▶ _PROBLEM REQUIREMENTS_: Look below for the line that has "filename core/src/executor/types/mod.rs". Set down the lines from there through the line that has "filename core/src/config/types.rs", exactly as written.

▶ _DATA SUPPLIED_:
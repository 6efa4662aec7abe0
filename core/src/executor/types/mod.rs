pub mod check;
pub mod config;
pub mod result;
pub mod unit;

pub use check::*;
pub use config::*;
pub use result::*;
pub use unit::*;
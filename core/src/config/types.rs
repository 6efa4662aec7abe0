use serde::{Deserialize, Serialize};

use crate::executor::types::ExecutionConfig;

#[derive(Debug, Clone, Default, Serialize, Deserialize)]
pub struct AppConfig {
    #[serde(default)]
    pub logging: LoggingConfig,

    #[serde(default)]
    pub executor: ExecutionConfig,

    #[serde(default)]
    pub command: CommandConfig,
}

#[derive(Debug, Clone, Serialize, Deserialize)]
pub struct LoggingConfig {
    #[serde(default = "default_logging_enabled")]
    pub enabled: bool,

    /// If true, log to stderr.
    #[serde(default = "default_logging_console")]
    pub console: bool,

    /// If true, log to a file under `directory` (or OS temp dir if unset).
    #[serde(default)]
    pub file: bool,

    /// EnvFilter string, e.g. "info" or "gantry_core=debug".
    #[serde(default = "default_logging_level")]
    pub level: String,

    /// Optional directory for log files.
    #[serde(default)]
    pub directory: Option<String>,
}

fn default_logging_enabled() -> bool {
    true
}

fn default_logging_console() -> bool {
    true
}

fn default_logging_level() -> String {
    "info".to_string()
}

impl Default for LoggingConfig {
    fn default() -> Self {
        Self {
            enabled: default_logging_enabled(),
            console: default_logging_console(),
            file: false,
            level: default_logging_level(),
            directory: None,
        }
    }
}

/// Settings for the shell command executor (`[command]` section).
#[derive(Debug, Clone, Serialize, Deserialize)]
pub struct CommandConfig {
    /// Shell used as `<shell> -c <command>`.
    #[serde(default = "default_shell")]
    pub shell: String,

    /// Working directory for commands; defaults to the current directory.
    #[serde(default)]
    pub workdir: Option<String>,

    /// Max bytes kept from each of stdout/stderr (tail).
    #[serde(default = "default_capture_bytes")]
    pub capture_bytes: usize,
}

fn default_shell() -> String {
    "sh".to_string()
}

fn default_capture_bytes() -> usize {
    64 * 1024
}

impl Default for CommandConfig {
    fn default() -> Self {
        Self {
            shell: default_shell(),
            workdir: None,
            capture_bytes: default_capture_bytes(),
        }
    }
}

--

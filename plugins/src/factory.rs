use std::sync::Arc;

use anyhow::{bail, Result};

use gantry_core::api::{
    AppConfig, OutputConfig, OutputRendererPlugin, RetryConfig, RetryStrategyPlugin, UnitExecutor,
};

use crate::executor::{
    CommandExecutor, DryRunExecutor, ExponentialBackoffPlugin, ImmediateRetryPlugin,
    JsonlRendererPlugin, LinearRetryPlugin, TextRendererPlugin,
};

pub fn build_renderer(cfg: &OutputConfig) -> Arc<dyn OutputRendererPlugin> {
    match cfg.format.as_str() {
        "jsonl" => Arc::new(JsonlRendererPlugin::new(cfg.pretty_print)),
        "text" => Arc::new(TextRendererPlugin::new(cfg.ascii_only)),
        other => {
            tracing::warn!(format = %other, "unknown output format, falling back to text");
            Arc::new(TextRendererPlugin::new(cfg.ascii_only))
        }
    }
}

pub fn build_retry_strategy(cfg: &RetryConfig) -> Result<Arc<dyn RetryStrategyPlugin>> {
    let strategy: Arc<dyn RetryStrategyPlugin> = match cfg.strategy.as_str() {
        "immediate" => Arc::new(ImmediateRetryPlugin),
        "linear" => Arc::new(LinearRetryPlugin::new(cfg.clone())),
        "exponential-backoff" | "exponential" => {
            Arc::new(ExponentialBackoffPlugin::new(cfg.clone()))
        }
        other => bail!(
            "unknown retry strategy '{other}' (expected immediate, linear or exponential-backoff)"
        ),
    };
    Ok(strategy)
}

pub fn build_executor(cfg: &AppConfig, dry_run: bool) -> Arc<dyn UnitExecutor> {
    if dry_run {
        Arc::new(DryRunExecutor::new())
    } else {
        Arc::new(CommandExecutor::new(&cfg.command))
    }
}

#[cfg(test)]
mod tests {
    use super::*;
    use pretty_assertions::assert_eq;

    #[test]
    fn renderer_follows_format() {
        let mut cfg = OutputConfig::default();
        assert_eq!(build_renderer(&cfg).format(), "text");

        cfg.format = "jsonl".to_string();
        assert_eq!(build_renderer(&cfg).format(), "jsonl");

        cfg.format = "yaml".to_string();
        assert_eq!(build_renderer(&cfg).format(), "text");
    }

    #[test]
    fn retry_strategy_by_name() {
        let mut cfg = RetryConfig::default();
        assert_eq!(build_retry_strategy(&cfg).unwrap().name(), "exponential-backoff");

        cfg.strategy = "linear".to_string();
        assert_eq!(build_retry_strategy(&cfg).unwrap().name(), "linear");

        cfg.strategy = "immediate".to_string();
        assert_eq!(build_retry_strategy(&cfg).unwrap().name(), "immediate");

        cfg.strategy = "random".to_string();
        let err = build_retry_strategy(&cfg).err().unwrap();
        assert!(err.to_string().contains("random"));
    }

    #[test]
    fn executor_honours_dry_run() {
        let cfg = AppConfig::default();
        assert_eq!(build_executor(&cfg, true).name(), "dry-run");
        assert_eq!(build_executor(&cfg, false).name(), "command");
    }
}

---

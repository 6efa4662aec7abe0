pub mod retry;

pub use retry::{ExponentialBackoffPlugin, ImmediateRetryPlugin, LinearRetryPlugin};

▶ _YOUR SOLUTION_:
filename core/src/executor/types/mod.rs
pub mod check;
pub mod config;
pub mod result;
pub mod unit;

pub use check::*;
pub use config::*;
pub use result::*;
pub use unit::*;
filename core/src/config/types.rs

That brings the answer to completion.